Friday, December 23, 2011

Remembering Mao's Death

The death of the dictator of North Korea Kim Jong-Il triggered a wave of show of grief in that isolated country.  To many informed, Kim Jong-Il was a ruthless and heartless ruler who brought his people to calamities after calamities.  Yet, his people mourned his passing.





I suspect that their sorrow demonstrated in the pictures above is largely genuine.  It's not like they are stupid but they are deceived.

The power of propaganda and brain-wash cannot be underestimated.

The pictures above reminded me what happened in China, when their Chairman Mao Zedong died in September 1976.

Many people cried as if the world came to an end and as if they indeed had lost a most caring father, despite the fact that Mao's long reign had been very destructive and oppressive, which could only be topped by the cruelty of the Khmer Rouge in Cambodia.  Some historical pictures showed how Chinese people showed their collective grief.

 







I was very young and just started my school. The overwhelming showing off grieve by the adults made a great impression on me, with mixture of fear and joy.  It was the kind joy when a calamity we had often prayed for, say before an unprepared final exam, miraculously materialized.

However, I knew that such joy was not to be revealed.  At the time, I was not aware of the evilness of Mao therefore didn't harbor any hatred against him yet.

On the national mourning day, we were herded to some room lying between our make-shift classroom, rented in residential area by local government due to lacking classrooms in schools, and my home for a memorial service.  The grim atmosphere in the dark room again was impressive and if anyone in my class cried, I suspect it was mostly due to fear or hallucination.  But I didn't witness any because we had to bow our heads and look at our feet.  Or others' feet.  I heard a rumor that a girl spat on her cloth shoes to make them wet as if soaked by tears.  I suspected that this was just malicious gossip, but couldn't dismiss it with absolute confidence.  We first-graders were capable of playing many tricks to score over others, in order to wangle some praises from our teachers.

When I returned home, I rested in the hallway before I entered our flat, to ensure that any trace of schadenfreude smile be erased from my face.  Before I finished hiding my glee, my mother suddenly came out of our flat and startled me.  I must looked unnatural due to my inexperience and not having mastered the requisite art of deception.  She insisted on interpreting my abashment as the result of my being caught weeping out of grief and felt embarrassed by that and heaped upon me with extravagant praises which I tried to evade in vain.  She would not or refused to understand my explanation.  Perhaps, her version would have put her mind at better ease?

Anyway, during those days, kids had a little bit more leverage to do whatever we pleased.  Besides, after we'd witnessed how adults howling like wounded animals in the most ungainly ways, their collective authorities eroded quite a bit.

Sometimes, it was even comical.

The last picture above showed that all the mourners had a black band on their left arms - a sign for mourning in then China.  If the deceased were a woman, the band should be worn on the right arms by her mourners.

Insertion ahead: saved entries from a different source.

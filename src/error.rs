//! Error types for routing engine operations.
//!
//! Every failure is reported synchronously and names the offending entity or
//! field. Nothing is persisted on any error path.
//!
//! ## Taxonomy
//!
//! | Kind | Examples | Caller action |
//! |------|----------|---------------|
//! | `Validation` | bad version string, step number 0, cross-routing edge | fix input, retry |
//! | `Conflict` | duplicate step number, cycle, invalid transition | change the request |
//! | `StatePrecondition` | structural edit outside Draft, routing in use | change the request |
//! | `NotFound` | unknown routing, step, dependency, segment | fix reference |
//! | `Internal` | storage or collaborator failure | retry later |

use thiserror::Error;

use crate::store::StoreError;
use crate::types::{
    AvailabilityId, DependencyId, LifecycleState, PartId, ProcessSegmentId, RoutingId, SiteId,
    StepId,
};

/// Result alias for engine operations.
pub type RoutingResult<T> = Result<T, RoutingError>;

/// Classification of a [`RoutingError`].
#[derive(Debug, Clone, Copy, PartialEq, Eq, Hash)]
pub enum ErrorKind {
    /// Malformed input rejected before any write.
    Validation,
    /// Uniqueness violation, cycle, or invalid lifecycle transition.
    Conflict,
    /// Operation not permitted in the routing's current state.
    StatePrecondition,
    /// Referenced entity does not exist.
    NotFound,
    /// Storage or collaborator failure.
    Internal,
}

impl ErrorKind {
    /// Only infrastructure failures are worth retrying unchanged.
    pub fn is_retryable(&self) -> bool {
        matches!(self, Self::Internal)
    }
}

/// Errors returned by the routing engine.
#[derive(Debug, Clone, PartialEq, Eq, Error)]
pub enum RoutingError {
    /// Version string is not dotted numeric.
    #[error("Invalid version format '{version}': expected dotted numeric like \"1.0\"")]
    VersionFormat {
        /// The rejected input.
        version: String,
    },

    /// Step number must be positive.
    #[error("Invalid step number {step_number}: step numbers must be positive")]
    InvalidStepNumber {
        /// The rejected number.
        step_number: u32,
    },

    /// Timing override component above the accepted maximum.
    #[error("Invalid {component} time {secs}s: overrides are limited to {max}s")]
    InvalidTiming {
        /// Offending component (setup, cycle or teardown).
        component: &'static str,
        /// The rejected value.
        secs: u64,
        /// Accepted maximum.
        max: u64,
    },

    /// Site code cannot be embedded in a routing number.
    #[error("Invalid site code '{site}': must be non-empty and must not contain '-'")]
    InvalidSiteCode {
        /// The rejected site.
        site: SiteId,
    },

    /// Summed timings do not fit in 64 bits.
    #[error("Timing of step {step} overflows")]
    TimingOverflow {
        /// Step at which the sum overflowed.
        step: StepId,
    },

    /// Edge endpoints belong to different routings.
    #[error("Dependency {predecessor} -> {successor} crosses routings ({predecessor_routing} vs {successor_routing})")]
    CrossRoutingDependency {
        /// Predecessor step.
        predecessor: StepId,
        /// Successor step.
        successor: StepId,
        /// Routing owning the predecessor.
        predecessor_routing: RoutingId,
        /// Routing owning the successor.
        successor_routing: RoutingId,
    },

    /// A step cannot depend on itself.
    #[error("Step {step} cannot depend on itself")]
    SelfDependency {
        /// The step.
        step: StepId,
    },

    /// Pinning constraint given without a value.
    #[error("Timing constraint {kind} requires a value")]
    MissingConstraintValue {
        /// Constraint kind name.
        kind: String,
    },

    /// Approval without an approver identity.
    #[error("Approval of routing {routing} requires an approver identity")]
    MissingApprover {
        /// Routing being approved.
        routing: RoutingId,
    },

    /// Resequence request does not list exactly the routing's steps.
    #[error("Invalid resequence for routing {routing}: {reason}")]
    InvalidResequence {
        /// Routing being resequenced.
        routing: RoutingId,
        /// What was wrong with the ordering.
        reason: String,
    },

    /// (part, site, version) already used.
    #[error("Routing version {version} already exists for part {part} at site {site}")]
    DuplicateRoutingVersion {
        /// Part.
        part: PartId,
        /// Site.
        site: SiteId,
        /// Version.
        version: String,
    },

    /// Routing number already used.
    #[error("Routing number {routing_number} already exists")]
    DuplicateRoutingNumber {
        /// The colliding number.
        routing_number: String,
    },

    /// Step number already used in the routing.
    #[error("Step number {step_number} already exists in routing {routing}")]
    DuplicateStepNumber {
        /// Routing.
        routing: RoutingId,
        /// Colliding number.
        step_number: u32,
    },

    /// Identical edge already present.
    #[error("Dependency {predecessor} -> {successor} already exists")]
    DuplicateDependency {
        /// Predecessor step.
        predecessor: StepId,
        /// Successor step.
        successor: StepId,
    },

    /// Availability already declared for (part, site).
    #[error("Availability already declared for part {part} at site {site}")]
    DuplicateAvailability {
        /// Part.
        part: PartId,
        /// Site.
        site: SiteId,
    },

    /// Inserting the edge would close a cycle.
    #[error("Circular dependency: adding {predecessor} -> {successor} closes cycle {}", format_path(.cycle))]
    CircularDependency {
        /// Predecessor of the rejected edge.
        predecessor: StepId,
        /// Successor of the rejected edge.
        successor: StepId,
        /// Existing path from successor back to predecessor.
        cycle: Vec<StepId>,
    },

    /// Transition not listed for the current state.
    #[error("Invalid lifecycle transition for routing {routing}: {from} -> {to}")]
    InvalidLifecycleTransition {
        /// Routing.
        routing: RoutingId,
        /// Current state.
        from: LifecycleState,
        /// Attempted target.
        to: LifecycleState,
    },

    /// Structural edit attempted outside Draft.
    #[error("Routing {routing} is {state}: steps and dependencies can only change in DRAFT")]
    StructureLocked {
        /// Routing.
        routing: RoutingId,
        /// Current state.
        state: LifecycleState,
    },

    /// Metadata edit attempted after review.
    #[error("Routing {routing} is {state}: metadata can only change in DRAFT or REVIEW")]
    MetadataLocked {
        /// Routing.
        routing: RoutingId,
        /// Current state.
        state: LifecycleState,
    },

    /// Primary flag requested outside Production.
    #[error("Routing {routing} is {state}: only PRODUCTION routings can be primary")]
    PrimaryRouteNotAllowed {
        /// Routing.
        routing: RoutingId,
        /// Current state.
        state: LifecycleState,
    },

    /// Work orders still reference the routing.
    #[error("Routing {routing} is referenced by {active_work_orders} active work order(s)")]
    RoutingInUse {
        /// Routing.
        routing: RoutingId,
        /// Count reported by the work-order collaborator.
        active_work_orders: u32,
    },

    /// Unknown routing.
    #[error("Routing not found: {0}")]
    RoutingNotFound(RoutingId),

    /// Unknown step.
    #[error("Step not found: {0}")]
    StepNotFound(StepId),

    /// Unknown dependency.
    #[error("Dependency not found: {0}")]
    DependencyNotFound(DependencyId),

    /// Unknown availability record.
    #[error("Availability not found: {0}")]
    AvailabilityNotFound(AvailabilityId),

    /// Process segment not in master data.
    #[error("Process segment not found: {0}")]
    ProcessSegmentNotFound(ProcessSegmentId),

    /// Optimistic commit kept losing to concurrent writers.
    #[error("Routing {routing} was modified concurrently; gave up after {attempts} attempt(s)")]
    ConcurrentModification {
        /// Routing.
        routing: RoutingId,
        /// Attempts made.
        attempts: u32,
    },

    /// Storage backend failure.
    #[error("Store error: {0}")]
    Store(String),

    /// External collaborator failure.
    #[error("Collaborator error: {0}")]
    Collaborator(String),
}

fn format_path(path: &[StepId]) -> String {
    path.iter()
        .map(|s| s.to_string())
        .collect::<Vec<_>>()
        .join(" -> ")
}

impl RoutingError {
    /// Classify the error.
    pub fn kind(&self) -> ErrorKind {
        match self {
            Self::VersionFormat { .. }
            | Self::InvalidStepNumber { .. }
            | Self::InvalidTiming { .. }
            | Self::InvalidSiteCode { .. }
            | Self::TimingOverflow { .. }
            | Self::CrossRoutingDependency { .. }
            | Self::SelfDependency { .. }
            | Self::MissingConstraintValue { .. }
            | Self::MissingApprover { .. }
            | Self::InvalidResequence { .. } => ErrorKind::Validation,

            Self::DuplicateRoutingVersion { .. }
            | Self::DuplicateRoutingNumber { .. }
            | Self::DuplicateStepNumber { .. }
            | Self::DuplicateDependency { .. }
            | Self::DuplicateAvailability { .. }
            | Self::CircularDependency { .. }
            | Self::InvalidLifecycleTransition { .. } => ErrorKind::Conflict,

            Self::StructureLocked { .. }
            | Self::MetadataLocked { .. }
            | Self::PrimaryRouteNotAllowed { .. }
            | Self::RoutingInUse { .. } => ErrorKind::StatePrecondition,

            Self::RoutingNotFound(_)
            | Self::StepNotFound(_)
            | Self::DependencyNotFound(_)
            | Self::AvailabilityNotFound(_)
            | Self::ProcessSegmentNotFound(_) => ErrorKind::NotFound,

            Self::ConcurrentModification { .. } | Self::Store(_) | Self::Collaborator(_) => {
                ErrorKind::Internal
            }
        }
    }

    /// Wrap a collaborator failure.
    pub fn from_collaborator<E: std::error::Error>(e: E) -> Self {
        Self::Collaborator(e.to_string())
    }
}

impl From<StoreError> for RoutingError {
    fn from(err: StoreError) -> Self {
        match err {
            StoreError::RoutingNotFound(id) => Self::RoutingNotFound(id),
            StoreError::AvailabilityNotFound(id) => Self::AvailabilityNotFound(id),
            StoreError::DuplicateRoutingVersion { part, site, version } => {
                Self::DuplicateRoutingVersion { part, site, version }
            }
            StoreError::DuplicateRoutingNumber(routing_number) => {
                Self::DuplicateRoutingNumber { routing_number }
            }
            StoreError::DuplicateStepNumber { routing, step_number } => {
                Self::DuplicateStepNumber { routing, step_number }
            }
            StoreError::DuplicateAvailability { part, site } => {
                Self::DuplicateAvailability { part, site }
            }
            StoreError::RevisionConflict { routing, .. } => Self::ConcurrentModification {
                routing,
                attempts: 1,
            },
            StoreError::Backend(msg) => Self::Store(msg),
        }
    }
}

#[cfg(test)]
mod tests {
    use super::*;
    use uuid::Uuid;

    #[test]
    fn test_kind_classification() {
        let routing = RoutingId::new(Uuid::from_u128(1));
        assert_eq!(
            RoutingError::VersionFormat { version: "x".into() }.kind(),
            ErrorKind::Validation
        );
        assert_eq!(
            RoutingError::InvalidLifecycleTransition {
                routing,
                from: LifecycleState::Obsolete,
                to: LifecycleState::Production,
            }
            .kind(),
            ErrorKind::Conflict
        );
        assert_eq!(
            RoutingError::RoutingInUse { routing, active_work_orders: 2 }.kind(),
            ErrorKind::StatePrecondition
        );
        assert_eq!(RoutingError::RoutingNotFound(routing).kind(), ErrorKind::NotFound);
        assert!(RoutingError::Store("down".into()).kind().is_retryable());
        assert!(!ErrorKind::Conflict.is_retryable());
    }

    #[test]
    fn test_cycle_message_names_edge_and_path() {
        let a = StepId::new(Uuid::from_u128(1));
        let b = StepId::new(Uuid::from_u128(2));
        let err = RoutingError::CircularDependency {
            predecessor: b,
            successor: a,
            cycle: vec![a, b],
        };
        let msg = err.to_string();
        assert!(msg.contains(&format!("{} -> {}", b, a)));
        assert!(msg.contains(&format!("{} -> {}", a, b)));
    }
}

In one P.E. class in the following days, we were drilled repeated to turn left or right because some of my classmates had trouble in following the commands of "Left Turn" and "Right Turn".  Some of us were not quite able to tell left from right.  To make things simple, our P.E. teacher told us that it were our left arms wearing the black band, therefore, we ought to turn towards that direction when he called out "Left Turn".

Even so, one boy still turned to his right on such command.  Our P.E. teacher was furious and almost struck the poor boy before he realized that the boy was wearing his black band on his right arm.

I don't remember the name and the face of that poor boy.  But he must be a poor one.  I remember that most of us have beautiful shining new black band made of some nice, wrinkle-free material while his was a miserable looking one, trimmed out of an old pair of trousers or jacket.  Surely his parents did not purchase black cloth for the band despite the fact that all residents were given extra rations for cloth that month and for that we despised him and laughed at his mistake most heartily.